Daddie Marto with his wife Christine Kokundeera
End of April 2024: Moving out but remaining present
By the end of April 2024, Marto said he had moved out of their shared home but continued to support his children and household responsibilities from a distance.
He made it clear that this was a mutual decision and not the result of any forced removal or legal dispute.
I moved out by the end of April, choosing to remain close for the children's convenience, a mutual agreement. In May 2025, we drafted and agreed on a joint public statement to be released when the time felt right. This is documented.
He emphasised that his decision to keep paying for the house was not out of coercion but an intentional choice to ensure stability for the children.
March 2024: Finalising the separation
By March 2024, Marto said it had become evident to both him and his ex-partner that the marriage could not be salvaged.

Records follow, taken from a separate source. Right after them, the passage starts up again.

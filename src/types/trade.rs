// src/types/trade.rs

use super::commodity::{Commodity, Direction};
use super::ids::{IdGenerator, TradeId, TraderId};
use super::order::Order;
use crate::error::{MarketError, Result};

/// Immutable record of one execution between a buy and a sell order.
#[derive(Debug, Clone, PartialEq)]
pub struct Trade {
    id: TradeId,
    price: f64,
    volume: u64,
    timestamp: u64,
    buy_order: Order,
    sell_order: Order,
}

impl Trade {
    /// The two orders carry exactly the executed volume.
    pub fn new(
        ids: &IdGenerator,
        price: f64,
        timestamp: u64,
        buy_order: Order,
        sell_order: Order,
    ) -> Result<Self> {
        if buy_order.direction() != Direction::Buy || sell_order.direction() != Direction::Sell {
            return Err(MarketError::DirectionMismatch);
        }
        if buy_order.commodity() != sell_order.commodity() {
            return Err(MarketError::CommodityMismatch {
                expected: buy_order.commodity().to_string(),
                found: sell_order.commodity().to_string(),
            });
        }
        let volume = buy_order.volume().min(sell_order.volume());
        Ok(Self {
            id: ids.next_trade_id(),
            price,
            volume,
            timestamp,
            buy_order,
            sell_order,
        })
    }

    pub fn id(&self) -> TradeId {
        self.id
    }

    pub fn price(&self) -> f64 {
        self.price
    }

    pub fn volume(&self) -> u64 {
        self.volume
    }

    pub fn timestamp(&self) -> u64 {
        self.timestamp
    }

    pub fn commodity(&self) -> &Commodity {
        self.buy_order.commodity()
    }

    pub fn buy_order(&self) -> &Order {
        &self.buy_order
    }

    pub fn sell_order(&self) -> &Order {
        &self.sell_order
    }

    pub fn value(&self) -> f64 {
        self.price * self.volume as f64
    }

    /// Calls `notify` once per side with the owning trader and the order that
    /// executed on its behalf, buyer first.
    pub fn update_owners<F>(&self, mut notify: F)
    where
        F: FnMut(TraderId, &Order),
    {
        notify(self.buy_order.owner(), &self.buy_order);
        notify(self.sell_order.owner(), &self.sell_order);
    }
}

#[cfg(test)]
mod tests {
    use super::*;
    use crate::types::ids::AssignmentId;
    use crate::types::order::OrderRequest;

    fn order(ids: &IdGenerator, owner: TraderId, direction: Direction, commodity: &str, volume: u64) -> Order {
        Order::new(
            ids.next_order_id(),
            OrderRequest {
                owner,
                assignment: AssignmentId(owner as u64),
                commodity: Commodity::new(commodity),
                direction,
                price: 10.0,
                volume,
                timestamp: 0,
            },
        )
        .unwrap()
    }

    #[test]
    fn pairs_one_buy_and_one_sell() {
        let ids = IdGenerator::new();
        let buy = order(&ids, 1, Direction::Buy, "small", 5);
        let sell = order(&ids, 2, Direction::Sell, "small", 5);
        let trade = Trade::new(&ids, 10.0, 7, buy, sell).unwrap();
        assert_eq!(trade.volume(), 5);
        assert_eq!(trade.value(), 50.0);

        let mut notified = Vec::new();
        trade.update_owners(|owner, order| notified.push((owner, order.direction())));
        assert_eq!(notified, vec![(1, Direction::Buy), (2, Direction::Sell)]);
    }

    #[test]
    fn rejects_same_side_or_mixed_commodity() {
        let ids = IdGenerator::new();
        let a = order(&ids, 1, Direction::Buy, "small", 5);
        let b = order(&ids, 2, Direction::Buy, "small", 5);
        assert!(matches!(
            Trade::new(&ids, 10.0, 0, a, b),
            Err(MarketError::DirectionMismatch)
        ));

        let buy = order(&ids, 1, Direction::Buy, "small", 5);
        let sell = order(&ids, 2, Direction::Sell, "large", 5);
        assert!(matches!(
            Trade::new(&ids, 10.0, 0, buy, sell),
            Err(MarketError::CommodityMismatch { .. })
        ));
    }
}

They began transitioning into a formal co-parenting arrangement that prioritised their two children’s wellbeing.
By the end of March, we were fully separated. We had agreed on how to co-parent and I made it clear that I wanted to stay as present as possible.
Daddie Marto with his wife Christine Kokundeera
He added that during this period, he was still regularly visiting his children and maintaining communication.
June 2024: The night of confrontation
In June 2024, the situation took a dramatic turn when details emerged online about a confrontation between Marto and his ex-partner. In his statement, Marto referred to this as the night in question and gave his version of what happened.
That night was not random. It was part of a wider context of miscommunication and frustration. But I did not raise my hand or physically abuse anyone.
He maintained that the events of that night were misrepresented online and that important context was omitted from public narratives.
He confirmed that evidence, including communication logs and witness statements, has been submitted to relevant authorities.
On the evening in question, I returned home with a friend and was confronted at my door while a video call was underway. The interaction quickly became heated. For safety, I secured my friend inside, spoke briefly to the person on the call, and began recording.
This was a practice I had been advised to follow in therapy for situations without neutral witnesses. While attempting to move the exchange away from the entrance, I experienced repeated physical contact.
Daddie Marto and wife Koku Lwanga
On silence, responsibility, and emotional loss
Marto also addressed why he had chosen not to respond sooner despite the growing speculation and online attacks.
I chose silence because I thought it was the mature thing to do. But silence has cost me a lot. I’ve lost reputation, peace and a sense of fairness.
He acknowledged that while he was not a perfect husband, he would not accept being labelled as abusive or manipulative without facts.
“I own my mistakes, but I will not carry what is not mine,” he said.
August 2024: Seeking legal redress and moving forward
By mid-2024, Marto said he had officially involved legal counsel and filed reports with authorities regarding defamatory posts and false accusations.
“The matter is now with the authorities. I have chosen to pursue this through the legal system, not social media,” he wrote.
Actor Martin Githinji popularly known as Daddie Marto poses for a photo.
He concluded by asking the public to be more cautious in how they interpret private matters shared online, especially when only one side of the story is available.